Sen. Dean Heller Is the First Moderate “No” on Trumpcare

Sen. Dean Heller.

David Calvert/Getty Images

Nevada Sen. Dean Heller said at a news conference Friday afternoon that if the current draft of the Republican health care bill were brought to the Senate floor, he would vote “no.” That makes him the fifth senator to say so, the other four being Texas Sen. Ted Cruz, Kentucky Sen. Rand Paul, Wisconsin Sen. Ron Johnson, and Utah Sen. Mike Lee. Heller is the first, however, to oppose the current bill from a moderate policy perspective.

Heller is the most politically endangered Republican senator in 2018, by some distance. He represents one of the few swing states where Democrats have their act together. Further complicating the issue for him is Nevada’s Republican Gov. Brian Sandoval, an outspoken supporter of the Affordable Care Act’s Medicaid expansion. Sandoval introduced Heller at the press conference with remarks explaining how the Senate bill would lose Nevada hundreds of millions of dollars to cover its low-income population. Sandoval is a very popular governor.
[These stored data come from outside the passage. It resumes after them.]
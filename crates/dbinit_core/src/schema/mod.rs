//! Static schema tables and their validation.
//!
//! # Responsibility
//! - Own the declared collections and indexes for every deployment profile.
//! - Reject malformed declarations before provisioning starts.
//!
//! # Invariants
//! - Specs are `'static` configuration, never runtime data.
//! - All declared index fields are ascending.

pub mod profiles;
pub mod spec;

pub use profiles::Profile;
pub use spec::{CollectionSpec, Direction, IndexField, IndexSpec, Schema, SchemaError};
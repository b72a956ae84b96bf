//! Idempotent MongoDB schema bootstrap.
//! Connects with bounded retry, then creates missing collections and indexes.

pub mod config;
pub mod logging;
pub mod provision;
pub mod schema;
pub mod store;

pub use config::{load_env_file, ConfigError, ConfigResult, ConnectionSettings};
pub use logging::{default_log_dir, default_log_level, init_logging, logging_status, LoggingError};
pub use provision::{
    connect_with_retry, ensure_collection, ensure_indexes, provision_schema, CollectionReport,
    CollectionState, IndexReport, IndexState, Progress, ProvisionError, ProvisionReport,
    ProvisionResult, Provisioner, RetryPolicy,
};
pub use schema::{CollectionSpec, Direction, IndexField, IndexSpec, Profile, Schema, SchemaError};
pub use store::{
    Connector, MemoryConnector, MemoryStore, MongoConnector, MongoStore, Operation, Reachability,
    SchemaStore, StoreError, StoreResult,
};

/// Returns the core crate version.
pub fn core_version() -> &'static str {
    env!("CARGO_PKG_VERSION")
}

#[cfg(test)]
mod tests {
    use super::core_version;

    #[test]
    fn version_is_not_empty() {
        assert!(!core_version().is_empty());
    }
}
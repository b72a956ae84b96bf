//! Declarative collection and index specs.
//!
//! # Responsibility
//! - Describe the target schema as static, hard-coded tables.
//! - Validate structural invariants before any store is touched.
//!
//! # Invariants
//! - Index names are unique per collection.
//! - Collection names are unique per schema.
//! - Every index has at least one field and no field twice.

use once_cell::sync::Lazy;
use regex::Regex;
use serde::Serialize;
use std::collections::HashSet;
use std::error::Error;
use std::fmt::{Display, Formatter};

static NAMESPACE_RE: Lazy<Regex> =
    Lazy::new(|| Regex::new(r"^[A-Za-z_][A-Za-z0-9_-]*$").expect("valid namespace regex"));
static FIELD_RE: Lazy<Regex> =
    Lazy::new(|| Regex::new(r"^[A-Za-z_][A-Za-z0-9_.]*$").expect("valid field regex"));

/// Sort direction of one indexed field.
#[derive(Debug, Clone, Copy, PartialEq, Eq, Hash, Serialize)]
#[serde(rename_all = "snake_case")]
pub enum Direction {
    Ascending,
    Descending,
}

impl Direction {
    /// Key-pattern value understood by the store (`1` / `-1`).
    pub fn as_i32(self) -> i32 {
        match self {
            Self::Ascending => 1,
            Self::Descending => -1,
        }
    }
}

/// One `(field, direction)` pair of an index key pattern.
#[derive(Debug, Clone, Copy, PartialEq, Eq, Hash, Serialize)]
pub struct IndexField {
    pub name: &'static str,
    pub direction: Direction,
}

/// Declared index on a collection.
#[derive(Debug, Clone, Copy, PartialEq, Eq, Serialize)]
pub struct IndexSpec {
    /// Explicit index name; re-creating under this name must be a no-op.
    pub name: &'static str,
    /// Ordered key pattern.
    pub fields: &'static [IndexField],
    pub unique: bool,
}

impl IndexSpec {
    /// Returns `true` when both specs describe the same key pattern.
    pub fn same_keys(&self, other: &IndexSpec) -> bool {
        self.fields == other.fields
    }
}

/// Declared collection together with its ordered indexes.
#[derive(Debug, Clone, Copy, PartialEq, Eq, Serialize)]
pub struct CollectionSpec {
    pub name: &'static str,
    pub indexes: &'static [IndexSpec],
}

/// Target database name plus the collections to provision in order.
#[derive(Debug, Clone, PartialEq, Eq, Serialize)]
pub struct Schema {
    pub database: String,
    pub collections: &'static [CollectionSpec],
}

impl Schema {
    pub fn new(database: impl Into<String>, collections: &'static [CollectionSpec]) -> Self {
        Self {
            database: database.into(),
            collections,
        }
    }

    /// Replaces the target database, keeping the collection table.
    pub fn with_database(mut self, database: impl Into<String>) -> Self {
        self.database = database.into();
        self
    }

    pub fn collection(&self, name: &str) -> Option<&CollectionSpec> {
        self.collections.iter().find(|spec| spec.name == name)
    }

    /// Checks naming and uniqueness invariants of the whole schema.
    ///
    /// # Errors
    /// - Returns the first violation found, in declaration order.
    pub fn validate(&self) -> Result<(), SchemaError> {
        check_namespace("database", &self.database)?;

        let mut seen_collections = HashSet::new();
        for collection in self.collections {
            check_namespace("collection", collection.name)?;
            if !seen_collections.insert(collection.name) {
                return Err(SchemaError::DuplicateCollection(collection.name.to_string()));
            }
            validate_indexes(collection)?;
        }
        Ok(())
    }
}

fn validate_indexes(collection: &CollectionSpec) -> Result<(), SchemaError> {
    let mut seen_names = HashSet::new();
    for index in collection.indexes {
        check_namespace("index", index.name)?;
        if !seen_names.insert(index.name) {
            return Err(SchemaError::DuplicateIndex {
                collection: collection.name.to_string(),
                index: index.name.to_string(),
            });
        }
        if index.fields.is_empty() {
            return Err(SchemaError::EmptyIndex {
                collection: collection.name.to_string(),
                index: index.name.to_string(),
            });
        }

        let mut seen_fields = HashSet::new();
        for field in index.fields {
            if !FIELD_RE.is_match(field.name) {
                return Err(SchemaError::InvalidName {
                    kind: "field",
                    name: field.name.to_string(),
                });
            }
            if !seen_fields.insert(field.name) {
                return Err(SchemaError::DuplicateField {
                    collection: collection.name.to_string(),
                    index: index.name.to_string(),
                    field: field.name.to_string(),
                });
            }
        }
    }
    Ok(())
}

fn check_namespace(kind: &'static str, name: &str) -> Result<(), SchemaError> {
    if NAMESPACE_RE.is_match(name) {
        Ok(())
    } else {
        Err(SchemaError::InvalidName {
            kind,
            name: name.to_string(),
        })
    }
}

/// Structural violation in a declared schema.
#[derive(Debug, Clone, PartialEq, Eq)]
pub enum SchemaError {
    InvalidName {
        kind: &'static str,
        name: String,
    },
    DuplicateCollection(String),
    DuplicateIndex {
        collection: String,
        index: String,
    },
    EmptyIndex {
        collection: String,
        index: String,
    },
    DuplicateField {
        collection: String,
        index: String,
        field: String,
    },
}

impl Display for SchemaError {
    fn fmt(&self, f: &mut Formatter<'_>) -> std::fmt::Result {
        match self {
            Self::InvalidName { kind, name } => write!(f, "invalid {kind} name `{name}`"),
            Self::DuplicateCollection(name) => {
                write!(f, "collection `{name}` is declared more than once")
            }
            Self::DuplicateIndex { collection, index } => write!(
                f,
                "index `{index}` is declared more than once on collection `{collection}`"
            ),
            Self::EmptyIndex { collection, index } => {
                write!(f, "index `{index}` on collection `{collection}` has no fields")
            }
            Self::DuplicateField {
                collection,
                index,
                field,
            } => write!(
                f,
                "field `{field}` appears twice in index `{index}` on collection `{collection}`"
            ),
        }
    }
}

impl Error for SchemaError {}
Heller left some wiggle room to eventually support the bill. But it didn’t sound like a simple carve-out or boost in spending to one area or another could win him over.

“It’ll be very difficult to get me to a ‘yes,’ ” Heller said. He noted that there “isn’t anything in this bill that would lower premiums,” and that to say otherwise would be a “lie.” He said he wouldn’t vote for a bill that that “takes insurance away from tens of millions of Americans,” which is sort of the bread and butter of Republican health policy. It did not sound like a lengthier phaseout of the Medicaid expansion would satisfy Heller the way it might satisfy, say, Ohio Sen. Rob Portman. He would want Obamacare’s Medicaid expansion more or less preserved.

It is hard to see right now what could be done to appease him. This press conference may have been Heller laying claim to one of the two lifeboats that Senate Majority Leader Mitch McConnell can spare in order to get to 50 votes. I don’t think this kills the bill: Heller is the single most deserving of a lifeboat of any Republican senator, given his re-election circumstances, and McConnell may well have given him the nod to go ahead with this statement. McConnell might have preferred that he temper his criticism a bit, though.